Indeed listening to Roger Phillips always makes us want to storm the Radio Merseyside studios and reinact the famous scene from the movie ‘ Network ‘ and scream : ‘I’m as mad as hell and I’m not going to take this anymore…’



11 thoughts on “Distribution Solution

  1. I had a copy of Wirral View once. I think it came with a bag of chips.
    I used it in the bottom of the parrot cage.
    I don`t think the parrot was very impressed. He crapped all over it
    He is a very intelligent parrot.

  2. G’day Leaks

    You made me laugh my head off reminding me of “Burge(rwiththelotplus29mistakesin7second)ss” but little “Matty Patty” with his ridiculous put on posh voice trying to impress the other posh fool from West Kirby “Phil the Very Very Very Very Slimy, Elusive, LYING Dill” that took 100 days to write to “Highbrow” a non-letter took the cake.

    “Matty Patty” is as deluded as his leader because I am reliably informed he wants to follow in the footsteps of “The Pretend Friend”.

    He will be wanting to marry someone like “Missus bilong “The Pretend Friend” “Nurse Girtrell Rat” next.



    Reminds me of Burgess putting back his farce of public meeting into Big, ISUS and Working Neighbourhoods for a meeting in Wakefield that didn’t exist.

    They might well all be liars Lordy.

    Luv it if you were Lieutenant of wirral Lordy XXXXXXXXXXXXXXXXXXXXXXXXXXXXX

      • Oh Leaksy

        There is more decency in your left testicle than the whole, not hole you funny fella, than ………………..

        That’s a story for another day.



        I am auditioning today L.

        Wait till I’m celebrity on less than “The Blinking CEO” and his gang of thieves.

        Wish me a broken leg Lordsville I bet “The Shyster” would.

        Luv you to the moon and back XXXXXXXXXXXXX

        Obviously not auditioning as a comedian.

  3. It just keeps coming…the BOOMERANG……..

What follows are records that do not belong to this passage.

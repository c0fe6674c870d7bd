//! `docker` mount: build an image from a GitHub repository, run it, kill containers

use rmcp::{
    tool, tool_router, tool_handler, ServerHandler,
    handler::server::{router::tool::ToolRouter, tool::Parameters},
    model::*,
    ErrorData as McpError,
    service::RequestContext,
    RoleServer,
};
use serde_json::{json, Value};
use std::future::Future;
use tracing::info;

use super::templates::{self, DOCKERFILE_NODE_APP, DOCKERFILE_PYTHON_APP};
use super::types::*;
use super::{json_result, repo_name_from_url, validate_github_url};
use crate::config::Config;
use crate::docker_client::{self, ContainerState, DockerError, RunSpec};
use crate::error::{Result, ToolError};
use crate::process;

const TOOL_COUNT: usize = 2;

/// Docker tool handler
#[derive(Clone)]
pub struct DockerToolHandler {
    tool_router: ToolRouter<DockerToolHandler>,
    config: Config,
}

impl DockerToolHandler {
    pub fn new(config: Config) -> Self {
        Self {
            tool_router: Self::tool_router(),
            config,
        }
    }

    pub fn tools(&self) -> Vec<Tool> {
        self.tool_router.list_all()
    }

    async fn build_and_run(&self, args: CreateAndRunDockerArgs) -> Result<Value> {
        let project_type = args.project_type.to_lowercase();
        let (template, port) = match project_type.as_str() {
            "python" => (DOCKERFILE_PYTHON_APP, 8000u16),
            "nodejs" => (DOCKERFILE_NODE_APP, 3000u16),
            other => {
                return Err(ToolError::invalid(format!(
                    "Invalid project type '{}'. Must be 'python' or 'nodejs'",
                    other
                )))
            }
        };
        validate_github_url(&args.github_url)?;

        let repo = repo_name_from_url(&args.github_url);
        let build_dir = self.config.docker_builds_dir().join(&repo);
        tokio::fs::create_dir_all(&build_dir).await?;

        let port_str = port.to_string();
        let dockerfile = templates::render(
            template,
            &[("GITHUB_URL", args.github_url.as_str()), ("PORT", port_str.as_str())],
        );
        tokio::fs::write(build_dir.join("Dockerfile"), dockerfile).await?;

        let image_name = format!("{}:{}", repo.to_lowercase(), project_type);
        docker_client::build_image(&image_name, &build_dir, Some(self.config.build_timeout))
            .await
            .map_err(|e| ToolError::from(e).context("Error creating Docker image"))?;

        if !docker_client::image_exists(&image_name).await? {
            return Err(ToolError::failed(
                "Error creating Docker image",
                format!("image '{}' not found after build", image_name),
            ));
        }

        let container_name = format!("{}-container", image_name.replace(':', "-"));
        let spec = RunSpec::new(&image_name)
            .name(&container_name)
            .detached()
            .env("DEFAULT_PORT", &port_str)
            .port(port, port);
        let container_id = docker_client::run_container(&spec, Some(self.config.command_timeout))
            .await
            .map_err(|e| ToolError::from(e).context("Error running Docker container"))?;

        let details = docker_client::inspect_container(&container_id).await?;
        let container_ip = details
            .pointer("/NetworkSettings/IPAddress")
            .and_then(Value::as_str)
            .unwrap_or_default()
            .to_string();

        let reachable = process::wait_for_port("127.0.0.1", port, self.config.port_wait).await;
        info!(
            "Container '{}' from '{}' listening on {} (reachable: {})",
            container_name, image_name, port, reachable
        );

        Ok(json!({
            "status": "success",
            "image_name": image_name,
            "container_id": container_id,
            "container_ip": container_ip,
            "port": port,
            "url": format!("http://localhost:{}", port),
            "reachable": reachable,
        }))
    }

    async fn stop_and_remove(&self, container_id: &str) -> Result<Value> {
        match docker_client::container_status(container_id).await? {
            ContainerState::NotFound => return Err(DockerError::NotFound(container_id.to_string()).into()),
            ContainerState::Running => {
                docker_client::stop_container(container_id)
                    .await
                    .map_err(|e| ToolError::from(e).context("Error killing container"))?;
            }
            state => info!("Container {} is {}, removing without stop", container_id, state),
        }
        docker_client::remove_container(container_id, false)
            .await
            .map_err(|e| ToolError::from(e).context("Error removing container"))?;

        Ok(json!({
            "status": "success",
            "container_id": container_id,
            "message": format!("Container {} stopped and removed", container_id),
        }))
    }
}

impl Default for DockerToolHandler {
    fn default() -> Self {
        Self::new(Config::default())
    }
}

#[tool_router]
impl DockerToolHandler {
    #[tool(description = "Create a Dockerfile for a GitHub repository, build the image and run it. project_type is 'python' (port 8000) or 'nodejs' (port 3000).")]
    async fn create_and_run_docker(&self, Parameters(args): Parameters<CreateAndRunDockerArgs>) -> Result<CallToolResult, McpError> {
        json_result(&self.build_and_run(args).await?)
    }

    #[tool(description = "Stop and remove a running container by ID or name")]
    async fn kill_container(&self, Parameters(args): Parameters<KillContainerArgs>) -> Result<CallToolResult, McpError> {
        json_result(&self.stop_and_remove(&args.container_id).await?)
    }
}

#[tool_handler]
impl ServerHandler for DockerToolHandler {
    fn get_info(&self) -> ServerInfo {
        ServerInfo {
            protocol_version: ProtocolVersion::V_2024_11_05,
            capabilities: ServerCapabilities::builder().enable_tools().build(),
            server_info: Implementation::from_build_env(),
            instructions: Some(format!(
                "Docker MCP Server - build and run GitHub projects in containers. \
                 {} tools available: create_and_run_docker, kill_container.",
                TOOL_COUNT,
            )),
        }
    }

    async fn initialize(
        &self,
        _request: InitializeRequestParam,
        _context: RequestContext<RoleServer>,
    ) -> Result<InitializeResult, McpError> {
        info!("Docker MCP server initialized with {} tools", TOOL_COUNT);
        Ok(self.get_info())
    }
}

    (Shit where did I put that piece of paper with the words written down?)


    • “We have given them almost six years to own up and say it was all wrong, they’ve lied, cheated, obfuscated and told bare faced lies.”

  4. From https://wirralleaks.wordpress.com/2016/08/08/wirral-councils-got-a-brand-new-organ/
    August 8th 2016

    I stated the following…

    “Further to my independent ‘review’ of the proposal, this ‘newspaper’ cannot possibly be produced, printed and distributed to in excess of 154,500 individual addresses, (and disposed of?) for 7.5p per copy.”

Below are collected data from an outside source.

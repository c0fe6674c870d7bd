//! Integration tests for the ATF tools MCP hub

use atf_tools::{Args, Config, HubHandler, MountHandler, ToolError, ALL_SERVERS};
use atf_tools::docker_client::{DockerError, RunSpec};
use atf_tools::hub::{build_mounts, resolve_tool};
use atf_tools::process::{self, ProcessError};
use atf_tools::query_result::{compare_results, parse_batch_output};
use atf_tools::tools::{
    DockerToolHandler, MongoToolHandler, MysqlToolHandler, RequestToolHandler,
};
use atf_tools::tools::database_query_tools::{parse_mongo_query, DbKind, MongoOperation};
use clap::Parser;
use rmcp::{model::ErrorCode, ErrorData as McpError, ServerHandler};
use serde_json::json;
use std::path::PathBuf;
use std::time::Duration;

fn tool_names(tools: &[rmcp::model::Tool]) -> Vec<String> {
    let mut names: Vec<String> = tools.iter().map(|t| t.name.to_string()).collect();
    names.sort();
    names
}

// --- Config ---

#[test]
fn test_config_defaults() {
    let config = Config::default();
    assert_eq!(config.host, "127.0.0.1");
    assert_eq!(config.port, 8000);
    assert_eq!(config.servers.len(), ALL_SERVERS.len());
    assert_eq!(config.mysql_image, "mysql");
    assert_eq!(config.mongosh_image, "alpine/mongosh:2.0.2");
    assert!(config.mysql_host.is_none());
    assert!(config.mongodb_uri.is_none());
}

#[test]
fn test_config_work_dirs() {
    let config = Config {
        work_dir: PathBuf::from("/srv/atf"),
        ..Config::default()
    };
    assert_eq!(config.clone_dir(), PathBuf::from("/srv/atf/cloned_repos"));
    assert_eq!(config.docker_builds_dir(), PathBuf::from("/srv/atf/docker_builds"));
    assert_eq!(config.image_runs_dir(), PathBuf::from("/srv/atf/image_contest_runs"));
    assert_eq!(config.react_runs_dir(), PathBuf::from("/srv/atf/react_contest_runs"));
}

#[test]
fn test_config_from_args() {
    let args = Args::parse_from([
        "atf-tools",
        "--port", "9000",
        "--servers", "mysql_query,mongodb",
        "--port-wait-secs", "5",
        "--mysql-host", "db.internal",
    ]);
    let config = Config::from_args(&args);
    assert_eq!(config.port, 9000);
    assert!(config.is_enabled("mysql_query"));
    assert!(!config.is_enabled("docker"));
    assert_eq!(config.port_wait, Duration::from_secs(5));
    assert_eq!(config.mysql_host.as_deref(), Some("db.internal"));
}

// --- Handlers ---

#[test]
fn test_every_mount_has_a_handler() {
    let config = Config::default();
    for name in ALL_SERVERS {
        let handler = MountHandler::create(name, &config)
            .unwrap_or_else(|| panic!("no handler for {}", name));
        assert!(!handler.tools().is_empty(), "{} has no tools", name);
        assert!(handler.get_info().capabilities.tools.is_some());
    }
}

#[test]
fn test_mysql_tool_catalogue() {
    let tools = MysqlToolHandler::new(Config::default()).tools();
    assert_eq!(
        tool_names(&tools),
        vec![
            "cleanup_mysql_environment",
            "create_database",
            "create_mysql_docker_environment",
            "evaluate_mysql_query",
            "setup_contest_database",
        ]
    );
}

#[test]
fn test_mongodb_tool_catalogue() {
    let tools = MongoToolHandler::new(Config::default()).tools();
    assert_eq!(tools.len(), 12);
    let names = tool_names(&tools);
    for expected in ["create_docker_container", "read_document", "cleanup_mongodb_environment"] {
        assert!(names.iter().any(|n| n == expected), "missing {}", expected);
    }
}

#[test]
fn test_handler_info_mentions_tool_count() {
    let info = DockerToolHandler::new(Config::default()).get_info();
    assert!(info.instructions.unwrap().contains("2 tools available"));
    let info = RequestToolHandler::default().get_info();
    assert!(info.instructions.unwrap().contains("make_api_request"));
}

// --- Hub ---

#[test]
fn test_hub_exposes_prefixed_tools() {
    let hub = HubHandler::new(&Config::default());
    let names = tool_names(&hub.tools());
    assert!(names.contains(&"mysql_query_evaluate_mysql_query".to_string()));
    assert!(names.contains(&"mongodb_create_docker_container".to_string()));
    assert!(names.contains(&"fastapi_create_docker_container".to_string()));
    assert!(names.contains(&"database_query_execute_query".to_string()));
    // same tool name in two mounts stays distinct
    let create_db: Vec<_> = names.iter().filter(|n| n.ends_with("_create_database")).collect();
    assert_eq!(create_db, vec!["mongodb_create_database", "mysql_query_create_database"]);
}

#[test]
fn test_hub_respects_enabled_servers() {
    let config = Config {
        servers: vec!["git_clone".to_string()],
        ..Config::default()
    };
    let hub = HubHandler::new(&config);
    assert_eq!(hub.mount_names(), vec!["git_clone"]);
    assert_eq!(
        tool_names(&hub.tools()),
        vec!["git_clone_cleanup_clone", "git_clone_github_clone_repo"]
    );
    let err = hub.route("docker_kill_container").err().unwrap();
    assert_eq!(err.code, ErrorCode::INVALID_PARAMS);
}

#[test]
fn test_hub_resolution_longest_prefix() {
    assert_eq!(resolve_tool(["mysql", "mysql_query"], "mysql_query_cleanup"), Some(("mysql_query", "cleanup")));
    assert_eq!(resolve_tool(ALL_SERVERS.iter().copied(), "unknown_tool"), None);
    assert_eq!(build_mounts(&Config::default()).len(), ALL_SERVERS.len());
}

// --- Docker argv ---

#[test]
fn test_run_spec_args() {
    let args = RunSpec::new("mongo")
        .name("db-mongo-mcp-evaluator-0a1b2c3d")
        .detached()
        .network("net-mongo-mcp-evaluator-0a1b2c3d")
        .port(27017, 27017)
        .to_args();
    assert_eq!(
        args,
        vec![
            "run", "-d",
            "--name", "db-mongo-mcp-evaluator-0a1b2c3d",
            "--network", "net-mongo-mcp-evaluator-0a1b2c3d",
            "-p", "27017:27017",
            "mongo",
        ]
    );
}

// --- Errors ---

#[test]
fn test_error_mapping() {
    let err: McpError = ToolError::invalid("bad project type").into();
    assert_eq!(err.code, ErrorCode::INVALID_PARAMS);
    assert_eq!(err.message, "bad project type");

    let err: McpError = ToolError::from(DockerError::NotFound("abc".to_string()))
        .context("Failed to kill container")
        .into();
    assert_eq!(err.code, ErrorCode::INTERNAL_ERROR);
    assert_eq!(err.message, "Failed to kill container: Container abc not found");
}

#[test]
fn test_process_error_display() {
    let err = ProcessError::Timeout { program: "git".to_string(), secs: 300 };
    assert_eq!(err.to_string(), "git timed out after 300 seconds");
}

#[tokio::test]
async fn test_missing_program_is_spawn_error() {
    let err = process::run("atf-tools-no-such-program", ["--version"], None, None)
        .await
        .unwrap_err();
    assert!(matches!(err, ProcessError::Spawn { .. }));
}

// --- Query results ---

#[test]
fn test_evaluate_flow_comparison() {
    let actual = parse_batch_output("id\tname\n2\tBob\n1\tAlice\n");
    let expected = json!([{"id": 1, "name": "Alice"}, {"id": "2", "name": "Bob"}]);
    assert!(compare_results(&actual, &expected, false));
    assert!(!compare_results(&actual, &expected, true));
    assert!(!compare_results(&actual, &json!([{"id": 1, "name": "Alice"}]), false));
}

#[test]
fn test_database_query_parsing() {
    assert_eq!(DbKind::parse("MySQL").unwrap(), DbKind::Mysql);
    assert!(DbKind::parse("postgres").is_err());

    let (query, op) = parse_mongo_query(r#"{"collection": "users", "operation": "find", "filter": {"age": 30}}"#).unwrap();
    assert_eq!(query.collection, "users");
    assert_eq!(op, MongoOperation::Find);
    assert!(parse_mongo_query(r#"{"collection": "users", "operation": "drop"}"#).is_err());
}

    …and with next to no private sector advertising income it will cost between £200,000 and £250,000 per annum.

  5. Leaky you Barstard

    You’ve been seeing “Highbrow” behind my back haven’t you?

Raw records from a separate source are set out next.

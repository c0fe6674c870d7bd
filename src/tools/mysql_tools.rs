//! `mysql_query` mount: MySQL evaluation workflow
//!
//! create environment -> create database -> setup -> evaluate -> cleanup.
//! Queries run through the `mysql` client inside the container, so the host
//! needs nothing but Docker.

use rmcp::{
    tool, tool_router, tool_handler, ServerHandler,
    handler::server::{router::tool::ToolRouter, tool::Parameters},
    model::*,
    ErrorData as McpError,
    service::RequestContext,
    RoleServer,
};
use serde_json::{json, Value};
use std::future::Future;
use std::time::{Duration, Instant};
use tracing::{debug, info, warn};

use super::types::*;
use super::{json_result, unique_name};
use crate::config::Config;
use crate::docker_client::{self, DockerError, RunSpec};
use crate::error::{Result, ToolError};
use crate::process::ProcessError;
use crate::query_result::{compare_results, parse_batch_output};

const TOOL_COUNT: usize = 5;

const ROOT_PASSWORD: &str = "rootpassword";
const EVALUATOR_USER: &str = "evaluator";
const EVALUATOR_PASSWORD: &str = "evaluatorpass";

const READY_ATTEMPTS: u32 = 30;
const READY_PROBE_TIMEOUT: Duration = Duration::from_secs(5);
const READY_INTERVAL: Duration = Duration::from_secs(2);

/// MySQL identifiers accepted for database names: `[A-Za-z0-9_$]+`
pub fn is_valid_database_name(name: &str) -> bool {
    !name.is_empty() && name.chars().all(|c| c.is_ascii_alphanumeric() || c == '_' || c == '$')
}

fn check_database_name(name: &str) -> Result<()> {
    if is_valid_database_name(name) {
        Ok(())
    } else {
        Err(ToolError::invalid(format!(
            "Invalid database name '{}': only letters, digits, '_' and '$' are allowed",
            name
        )))
    }
}

/// argv for the in-container client as `evaluator`
fn evaluator_command(database: Option<&str>, sql: &str, batch: bool) -> Vec<String> {
    let mut cmd = vec![
        "mysql".to_string(),
        "-u".to_string(),
        EVALUATOR_USER.to_string(),
        format!("-p{}", EVALUATOR_PASSWORD),
    ];
    if let Some(db) = database {
        cmd.push(db.to_string());
    }
    if batch {
        cmd.push("--batch".to_string());
        cmd.push("--raw".to_string());
    }
    cmd.push("-e".to_string());
    cmd.push(sql.to_string());
    cmd
}

/// MySQL evaluation tool handler
#[derive(Clone)]
pub struct MysqlToolHandler {
    tool_router: ToolRouter<MysqlToolHandler>,
    config: Config,
}

impl MysqlToolHandler {
    pub fn new(config: Config) -> Self {
        Self {
            tool_router: Self::tool_router(),
            config,
        }
    }

    pub fn tools(&self) -> Vec<Tool> {
        self.tool_router.list_all()
    }

    async fn wait_until_ready(&self, container_id: &str) -> bool {
        let probe = evaluator_command(None, "SELECT 1", false);
        for attempt in 1..=READY_ATTEMPTS {
            match docker_client::exec(container_id, probe.as_slice(), Some(READY_PROBE_TIMEOUT)).await {
                Ok(result) if result.success => {
                    info!("MySQL ready after {} attempt(s)", attempt);
                    return true;
                }
                Ok(result) => debug!("MySQL not ready ({}/{}): {}", attempt, READY_ATTEMPTS, result.error_text()),
                Err(e) => debug!("MySQL not ready ({}/{}): {}", attempt, READY_ATTEMPTS, e),
            }
            tokio::time::sleep(READY_INTERVAL).await;
        }
        false
    }

    async fn create_environment(&self, args: CreateMysqlEnvironmentArgs) -> Result<Value> {
        check_database_name(&args.database_name)?;
        let container_name = unique_name("mysql-evaluator");

        let spec = RunSpec::new(&self.config.mysql_image)
            .name(&container_name)
            .detached()
            .env("MYSQL_ROOT_PASSWORD", ROOT_PASSWORD)
            .env("MYSQL_DATABASE", &args.database_name)
            .env("MYSQL_USER", EVALUATOR_USER)
            .env("MYSQL_PASSWORD", EVALUATOR_PASSWORD)
            .port(args.mysql_port, 3306);
        let container_id = docker_client::run_container(&spec, Some(self.config.command_timeout))
            .await
            .map_err(|e| ToolError::from(e).context("Error creating MySQL environment"))?;

        if !self.wait_until_ready(&container_id).await {
            docker_client::force_remove(&container_id).await;
            return Err(ToolError::failed(
                "Error creating MySQL environment",
                format!("MySQL container failed to become ready after {} attempts", READY_ATTEMPTS),
            ));
        }

        Ok(json!({
            "status": "success",
            "container_id": container_id,
            "container_name": container_name,
            "database_name": args.database_name,
            "port": args.mysql_port,
            "connection_info": {
                "host": "localhost",
                "port": args.mysql_port,
                "user": EVALUATOR_USER,
                "password": EVALUATOR_PASSWORD,
                "database": args.database_name,
            },
        }))
    }

    async fn create_db(&self, container_id: &str, database_name: &str) -> Result<Value> {
        check_database_name(database_name)?;
        let sql = format!(
            "CREATE DATABASE IF NOT EXISTS `{db}`; \
             GRANT ALL PRIVILEGES ON `{db}`.* TO '{user}'@'%'; \
             FLUSH PRIVILEGES;",
            db = database_name,
            user = EVALUATOR_USER,
        );
        let password = format!("-p{}", ROOT_PASSWORD);
        let command = ["mysql", "-u", "root", password.as_str(), "-e", sql.as_str()];
        let result = docker_client::exec(container_id, &command, Some(self.config.command_timeout)).await?;
        if !result.success {
            return Err(ToolError::failed("Error creating database", result.error_text()));
        }

        Ok(json!({
            "status": "success",
            "database_name": database_name,
            "message": format!("Database '{}' created and granted to '{}'", database_name, EVALUATOR_USER),
        }))
    }

    async fn run_setup(&self, args: SetupContestDatabaseArgs) -> Result<Value> {
        check_database_name(&args.database_name)?;
        for (i, query) in args.setup_queries.iter().enumerate() {
            let command = evaluator_command(Some(&args.database_name), query, false);
            let result = docker_client::exec(&args.container_id, command.as_slice(), Some(self.config.command_timeout)).await?;
            if !result.success {
                return Err(ToolError::failed(
                    format!("Setup query {} failed", i + 1),
                    result.error_text(),
                ));
            }
        }

        Ok(json!({
            "status": "success",
            "queries_executed": args.setup_queries.len(),
            "message": format!("Executed {} setup queries", args.setup_queries.len()),
        }))
    }

    /// Evaluation outcomes, including failures, are reported as data
    async fn evaluate(&self, args: EvaluateMysqlQueryArgs) -> Result<Value> {
        check_database_name(&args.database_name)?;
        let command = evaluator_command(Some(&args.database_name), &args.user_query, true);
        let limit = Duration::from_secs(args.timeout_seconds);

        let started = Instant::now();
        let outcome = docker_client::exec(&args.container_id, command.as_slice(), Some(limit)).await;
        let execution_time = started.elapsed().as_secs_f64();

        let result = match outcome {
            Ok(result) => result,
            Err(DockerError::Process(ProcessError::Timeout { .. })) => {
                warn!("Query timed out after {} seconds", args.timeout_seconds);
                return Ok(json!({
                    "status": "timeout",
                    "query": args.user_query,
                    "error": format!("Query timed out after {} seconds", args.timeout_seconds),
                    "correct": false,
                }));
            }
            Err(e) => {
                return Ok(json!({
                    "status": "error",
                    "query": args.user_query,
                    "error": e.to_string(),
                    "correct": false,
                }))
            }
        };

        if !result.success {
            return Ok(json!({
                "status": "error",
                "query": args.user_query,
                "error": result.error_text(),
                "correct": false,
            }));
        }

        let actual = parse_batch_output(&result.stdout);
        let (correct, comparison) = match &args.expected_result {
            Some(expected) => {
                let matched = compare_results(&actual, expected, args.order_sensitive);
                (matched, json!({"expected": expected, "actual": actual, "match": matched}))
            }
            None => (true, Value::Null),
        };

        Ok(json!({
            "status": "success",
            "query": args.user_query,
            "result": actual,
            "correct": correct,
            "comparison": comparison,
            "execution_time": execution_time,
        }))
    }

    async fn cleanup(&self, container_id: &str) -> Result<Value> {
        docker_client::stop_container(container_id)
            .await
            .map_err(|e| ToolError::from(e).context("Error cleaning up MySQL environment"))?;
        docker_client::remove_container(container_id, false)
            .await
            .map_err(|e| ToolError::from(e).context("Error cleaning up MySQL environment"))?;

        Ok(json!({
            "status": "success",
            "message": format!("Container {} stopped and removed", docker_client::short_id(container_id)),
        }))
    }
}

impl Default for MysqlToolHandler {
    fn default() -> Self {
        Self::new(Config::default())
    }
}

#[tool_router]
impl MysqlToolHandler {
    #[tool(description = "Start a MySQL container for query evaluation and wait until it accepts connections")]
    async fn create_mysql_docker_environment(&self, Parameters(args): Parameters<CreateMysqlEnvironmentArgs>) -> Result<CallToolResult, McpError> {
        json_result(&self.create_environment(args).await?)
    }

    #[tool(description = "Create a database in the MySQL container and grant it to the evaluator user")]
    async fn create_database(&self, Parameters(args): Parameters<CreateMysqlDatabaseArgs>) -> Result<CallToolResult, McpError> {
        json_result(&self.create_db(&args.container_id, &args.database_name).await?)
    }

    #[tool(description = "Run setup SQL statements (tables, seed data) in order; stops at the first failure")]
    async fn setup_contest_database(&self, Parameters(args): Parameters<SetupContestDatabaseArgs>) -> Result<CallToolResult, McpError> {
        json_result(&self.run_setup(args).await?)
    }

    #[tool(description = "Run a user query and compare its rows with the expected result. Row order is ignored unless order_sensitive is set.")]
    async fn evaluate_mysql_query(&self, Parameters(args): Parameters<EvaluateMysqlQueryArgs>) -> Result<CallToolResult, McpError> {
        json_result(&self.evaluate(args).await?)
    }

    #[tool(description = "Stop and remove the MySQL container")]
    async fn cleanup_mysql_environment(&self, Parameters(args): Parameters<CleanupMysqlEnvironmentArgs>) -> Result<CallToolResult, McpError> {
        json_result(&self.cleanup(&args.container_id).await?)
    }
}

#[tool_handler]
impl ServerHandler for MysqlToolHandler {
    fn get_info(&self) -> ServerInfo {
        ServerInfo {
            protocol_version: ProtocolVersion::V_2024_11_05,
            capabilities: ServerCapabilities::builder().enable_tools().build(),
            server_info: Implementation::from_build_env(),
            instructions: Some(format!(
                "MySQL Query Evaluation MCP Server. {} tools available: \
                 create_mysql_docker_environment, create_database, setup_contest_database, \
                 evaluate_mysql_query, cleanup_mysql_environment.",
                TOOL_COUNT,
            )),
        }
    }

    async fn initialize(
        &self,
        _request: InitializeRequestParam,
        _context: RequestContext<RoleServer>,
    ) -> Result<InitializeResult, McpError> {
        info!("MySQL MCP server initialized with {} tools", TOOL_COUNT);
        Ok(self.get_info())
    }
}

#[cfg(test)]
mod tests {
    use super::*;

    fn extract_text(result: &CallToolResult) -> &str {
        result.content[0].as_text().expect("expected text content").text.as_str()
    }

    #[test]
    fn test_database_name_validation() {
        assert!(is_valid_database_name("contest_db"));
        assert!(is_valid_database_name("db$2"));
        assert!(!is_valid_database_name(""));
        assert!(!is_valid_database_name("x`; DROP DATABASE mysql; --"));
        assert!(!is_valid_database_name("my-db"));
    }

    #[test]
    fn test_evaluator_command_shape() {
        let cmd = evaluator_command(Some("contest_db"), "SELECT 1", true);
        assert_eq!(
            cmd,
            vec!["mysql", "-u", "evaluator", "-pevaluatorpass", "contest_db", "--batch", "--raw", "-e", "SELECT 1"]
        );
        let probe = evaluator_command(None, "SELECT 1", false);
        assert_eq!(probe, vec!["mysql", "-u", "evaluator", "-pevaluatorpass", "-e", "SELECT 1"]);
    }

    #[test]
    fn test_evaluate_args_defaults() {
        let args: EvaluateMysqlQueryArgs = serde_json::from_value(json!({
            "container_id": "abc",
            "user_query": "SELECT 1",
        }))
        .unwrap();
        assert_eq!(args.timeout_seconds, 30);
        assert_eq!(args.database_name, "contest_db");
        assert!(!args.order_sensitive);
        assert!(args.expected_result.is_none());
    }

    #[tokio::test]
    async fn test_create_database_rejects_bad_name() {
        let err = MysqlToolHandler::default()
            .create_database(Parameters(CreateMysqlDatabaseArgs {
                container_id: "abc".to_string(),
                database_name: "bad name".to_string(),
            }))
            .await
            .unwrap_err();
        assert_eq!(err.code, ErrorCode::INVALID_PARAMS);
    }

    #[tokio::test]
    async fn test_evaluate_against_missing_container_is_data() {
        let result = MysqlToolHandler::default()
            .evaluate_mysql_query(Parameters(EvaluateMysqlQueryArgs {
                container_id: "atf-test-no-such-container".to_string(),
                user_query: "SELECT 1".to_string(),
                expected_result: Some(json!([{"1": 1}])),
                timeout_seconds: 10,
                database_name: "contest_db".to_string(),
                order_sensitive: false,
            }))
            .await
            .unwrap();
        let body: Value = serde_json::from_str(extract_text(&result)).unwrap();
        assert_ne!(body["status"], "success");
        assert_eq!(body["correct"], false);
    }

    #[test]
    fn test_server_info() {
        let instructions = MysqlToolHandler::default().get_info().instructions.unwrap();
        assert!(instructions.contains("5 tools"));
        assert!(instructions.contains("evaluate_mysql_query"));
    }
}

    Where would you have plucked “prescient” from without a secret tryst with “Highbrow”?

    Getting back to “Matty Patty”, the young conservative wannabe posh boy with ridiculous royal family accent, his Clark Kent glasses, probably not born down the North End, I would luv to see him actually do a real interview with someone other than everybody ‘political locally’ friend Roger 20 Watt.

    No disrespect to anyone from the North End I would prefer their company to the slimy scum bags at Brighton Street like “Phil the Very Very Very Very Slimy, Elusive, LYING Dill”, “The Shyster” and “The Pretend Friend” et al,

    To fund this comic they will probably just take money from the massive pot, where they throw all the dosh, stir it round, then fish out bits for this and that and like magic, or, “Chamber Pot” the comic is funded.

    If Grant (Chocolate Teapot) Thornton ask they will just ignore it like the whopper Report into Big, ISUS and Working Neighbourhoods that cost the wirral public £50,000.00 plus probably the same to read it, talk about it, report on it and ignore it.

    The 65 clowncillors as usual won’t give the friendly auditors any consideration on these big issues as I have witnessed they just shit themselves when Granties muppet mentions their personal allowances and expenses.

    That is how ridiculous they are.



    I am so bored with this Lordy but I ran 5 marathons and 4 ultra-marathons so I am only at the 2kl mark.

    Lordy please don’t see “Highbrow” behind my back XXXXXXXXXXXXXXXXXXXXXXXXXX

    And don’t you go for Russian Tea with “Highbrow” “Interested” without me.